▶ WHAT IS NEEDED:
Only one stretch of the data below is wanted: the lines from the one with "least stable first." through the one with "for (token, expected)", repeated exactly.

▶ DATASET EXCERPTS:

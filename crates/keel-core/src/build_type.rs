//! Build maturity classification.

use serde::{Deserialize, Serialize};
use std::fmt;
use std::str::FromStr;

/// Release maturity of a build invocation.
///
/// Variants are declared in increasing order of stability, so the derived
/// `Ord` gives `Snapshot < Patch < Release`.
#[derive(Debug, Clone, Copy, PartialEq, Eq, PartialOrd, Ord, Hash, Serialize, Deserialize)]
#[serde(rename_all = "snake_case")]
pub enum BuildType {
    /// Unstable, in-progress output.
    Snapshot,

    /// Stabilised fix on top of a release line.
    Patch,

    /// Fully stable output.
    Release,
}

/// A version token that does not name any [`BuildType`].
#[derive(Debug, Clone, PartialEq, Eq, thiserror::Error)]
#[error("unknown build type: {token:?} (expected one of: snapshot, patch, release)")]
pub struct UnknownBuildType {
    pub token: String,
}

impl BuildType {
    /// All build types, least stable first.
    pub const ALL: [BuildType; 3] = [BuildType::Snapshot, BuildType::Patch, BuildType::Release];

    /// Classify a version token.
    ///
    /// Matching is exact after ASCII case folding: no trimming, no prefixes,
    /// no fallback. An empty token is rejected like any other unknown token.
    pub fn classify(token: &str) -> Result<Self, UnknownBuildType> {
        Self::ALL
            .into_iter()
            .find(|candidate| candidate.name().eq_ignore_ascii_case(token))
            .ok_or_else(|| UnknownBuildType {
                token: token.to_string(),
            })
    }

    /// Canonical lowercase name.
    pub fn name(&self) -> &'static str {
        match self {
            BuildType::Snapshot => "snapshot",
            BuildType::Patch => "patch",
            BuildType::Release => "release",
        }
    }

    /// Whether artifacts of this build type may be consumed as stable.
    pub fn is_stable(&self) -> bool {
        *self > BuildType::Snapshot
    }

    /// Suffix appended to the base version by the versioning convention.
    pub fn version_suffix(&self) -> Option<&'static str> {
        match self {
            BuildType::Snapshot => Some("-SNAPSHOT"),
            BuildType::Patch | BuildType::Release => None,
        }
    }
}

impl FromStr for BuildType {
    type Err = UnknownBuildType;

    fn from_str(s: &str) -> Result<Self, Self::Err> {
        Self::classify(s)
    }
}

impl fmt::Display for BuildType {
    fn fmt(&self, f: &mut fmt::Formatter<'_>) -> fmt::Result {
        f.write_str(self.name())
    }
}

#[cfg(test)]
mod tests {
    use super::*;

    #[test]
    fn test_classify_canonical_tokens_any_case() {
        let cases = [
            ("snapshot", BuildType::Snapshot),
            ("SNAPSHOT", BuildType::Snapshot),
            ("Snapshot", BuildType::Snapshot),
            ("patch", BuildType::Patch),
            ("PATCH", BuildType::Patch),
            ("release", BuildType::Release),
            ("RELEASE", BuildType::Release),
            ("ReLeAsE", BuildType::Release),
        ];

        for (token, expected) in cases {
            assert_eq!(BuildType::classify(token), Ok(expected), "token {token:?}");
        }
    }

    #[test]
    fn test_classify_rejects_unknown_tokens() {
        for token in ["beta", "", "1.0.0", "nightly", "snap", "releases", " release", "release\n"] {
            let err = BuildType::classify(token).unwrap_err();
            assert_eq!(err.token, token);
            assert!(err.to_string().contains("unknown build type"));
        }
    }

    #[test]
    fn test_classify_is_deterministic() {
        let first = BuildType::classify("Patch");
        for _ in 0..10 {
            assert_eq!(BuildType::classify("Patch"), first);
        }
    }

    #[test]
    fn test_stability_order() {
        assert!(BuildType::Snapshot < BuildType::Patch);
        assert!(BuildType::Patch < BuildType::Release);
        assert!(!BuildType::Snapshot.is_stable());
        assert!(BuildType::Patch.is_stable());
        assert!(BuildType::Release.is_stable());
    }

    #[test]
    fn test_from_str_and_display_agree() {
        for build_type in BuildType::ALL {
            let parsed: BuildType = build_type.to_string().parse().unwrap();
            assert_eq!(parsed, build_type);
        }
    }

    #[test]
    fn test_serde_uses_snake_case() {
        let json = serde_json::to_string(&BuildType::Snapshot).unwrap();
        assert_eq!(json, "\"snapshot\"");
    }
}
//! Caller-side retry of recoverable repository failures through the engine.

use std::sync::Arc;

use keel_core::fakes::ScriptedResolver;
use keel_core::{
    BuildEngine, ConventionApplicationError, EngineError, GuardError, Manifest, ModuleDescriptor,
    PluginRegistry, ResolutionFailure, RetryPolicy,
};

const MANIFEST: &str = r#"
[project]
group = "io.example"

[[repositories]]
name = "central"
url = "https://repo1.maven.org/maven2"

[[repositories]]
name = "snapshots"
url = "https://repo.example.com/snapshots"
accepts = "snapshots"
"#;

fn engine(resolver: Arc<ScriptedResolver>, attempts: u32) -> BuildEngine {
    let manifest = Manifest::from_toml_str(MANIFEST).expect("manifest");
    BuildEngine::new(PluginRegistry::builtin(), &manifest, resolver)
        .with_retry_policy(RetryPolicy::immediate(attempts))
}

fn reset() -> ResolutionFailure {
    ResolutionFailure::ConnectionReset {
        url: "https://repo1.maven.org/maven2".to_string(),
    }
}

/// Scenario: connection reset -> recoverable -> retried once -> success.
#[tokio::test]
async fn test_connection_reset_retried_once_then_succeeds() {
    let resolver = Arc::new(ScriptedResolver::new().then_fail(reset()));
    let module = ModuleDescriptor::new("data", "2.0.0", "snapshot", "published-library");

    let applied = engine(resolver.clone(), 3)
        .apply_module(&module)
        .await
        .expect("apply should recover");

    assert_eq!(applied.attempts, 2);
    // Attempt 1: central fails. Attempt 2: central + snapshots succeed.
    assert_eq!(resolver.calls(), 3);

    let config = applied.configuration;
    assert_eq!(config.version.as_deref(), Some("2.0.0-SNAPSHOT"));
    assert_eq!(config.repositories.len(), 2);
    assert_eq!(config.publication.unwrap().repository, "snapshots");
}

#[tokio::test]
async fn test_recoverable_failure_surfaces_when_attempts_run_out() {
    let resolver = Arc::new(ScriptedResolver::new().then_fail(reset()).then_fail(reset()));
    let module = ModuleDescriptor::new("data", "2.0.0", "release", "library");

    let err = engine(resolver, 2).apply_module(&module).await.unwrap_err();

    match err {
        EngineError::Application { attempts, source } => {
            assert_eq!(attempts, 2);
            assert!(source.is_recoverable());
            match source {
                ConventionApplicationError::Repository {
                    source: GuardError::Recoverable(failure),
                    ..
                } => assert_eq!(failure.into_cause(), Some(reset())),
                other => panic!("unexpected error: {other}"),
            }
        }
        other => panic!("unexpected error: {other}"),
    }
}

#[tokio::test]
async fn test_fatal_failure_is_not_retried() {
    let resolver = Arc::new(ScriptedResolver::new().then_fail(ResolutionFailure::Http {
        url: "https://repo1.maven.org/maven2".to_string(),
        status: 403,
    }));
    let module = ModuleDescriptor::new("data", "2.0.0", "release", "library");

    let err = engine(resolver.clone(), 5).apply_module(&module).await.unwrap_err();

    let source = err.application_error().expect("application error");
    assert!(!source.is_recoverable());
    assert_eq!(resolver.calls(), 1);
}

#[tokio::test]
async fn test_modules_applied_independently() {
    let resolver = Arc::new(ScriptedResolver::new());
    let engine = Arc::new(engine(resolver, 1));
    let modules = vec![
        ModuleDescriptor::new("blob", "1.0.0", "snapshot", "library"),
        ModuleDescriptor::new("hibernate", "1.0.0", "nightly", "library"),
        ModuleDescriptor::new("signal", "1.0.0", "patch", "published-library"),
    ];

    let outcomes = engine.apply_all(modules).await;

    assert!(outcomes[0].is_ok());
    assert!(outcomes[1].is_err());
    let signal = &outcomes[2].as_ref().unwrap().configuration;
    assert_eq!(signal.version.as_deref(), Some("1.0.0"));
    // Patch builds skip the snapshot-only repository.
    assert_eq!(signal.repositories.len(), 1);
}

▶ ANSWER TO THIS TASK:
    /// All build types, least stable first.
    pub const ALL: [BuildType; 3] = [BuildType::Snapshot, BuildType::Patch, BuildType::Release];

    /// Classify a version token.
    ///
    /// Matching is exact after ASCII case folding: no trimming, no prefixes,
    /// no fallback. An empty token is rejected like any other unknown token.
    pub fn classify(token: &str) -> Result<Self, UnknownBuildType> {
        Self::ALL
            .into_iter()
            .find(|candidate| candidate.name().eq_ignore_ascii_case(token))
            .ok_or_else(|| UnknownBuildType {
                token: token.to_string(),
            })
    }

    /// Canonical lowercase name.
    pub fn name(&self) -> &'static str {
        match self {
            BuildType::Snapshot => "snapshot",
            BuildType::Patch => "patch",
            BuildType::Release => "release",
        }
    }

    /// Whether artifacts of this build type may be consumed as stable.
    pub fn is_stable(&self) -> bool {
        *self > BuildType::Snapshot
    }

    /// Suffix appended to the base version by the versioning convention.
    pub fn version_suffix(&self) -> Option<&'static str> {
        match self {
            BuildType::Snapshot => Some("-SNAPSHOT"),
            BuildType::Patch | BuildType::Release => None,
        }
    }
}

impl FromStr for BuildType {
    type Err = UnknownBuildType;

    fn from_str(s: &str) -> Result<Self, Self::Err> {
        Self::classify(s)
    }
}

impl fmt::Display for BuildType {
    fn fmt(&self, f: &mut fmt::Formatter<'_>) -> fmt::Result {
        f.write_str(self.name())
    }
}

#[cfg(test)]
mod tests {
    use super::*;

    #[test]
    fn test_classify_canonical_tokens_any_case() {
        let cases = [
            ("snapshot", BuildType::Snapshot),
            ("SNAPSHOT", BuildType::Snapshot),
            ("Snapshot", BuildType::Snapshot),
            ("patch", BuildType::Patch),
            ("PATCH", BuildType::Patch),
            ("release", BuildType::Release),
            ("RELEASE", BuildType::Release),
            ("ReLeAsE", BuildType::Release),
        ];

        for (token, expected) in cases {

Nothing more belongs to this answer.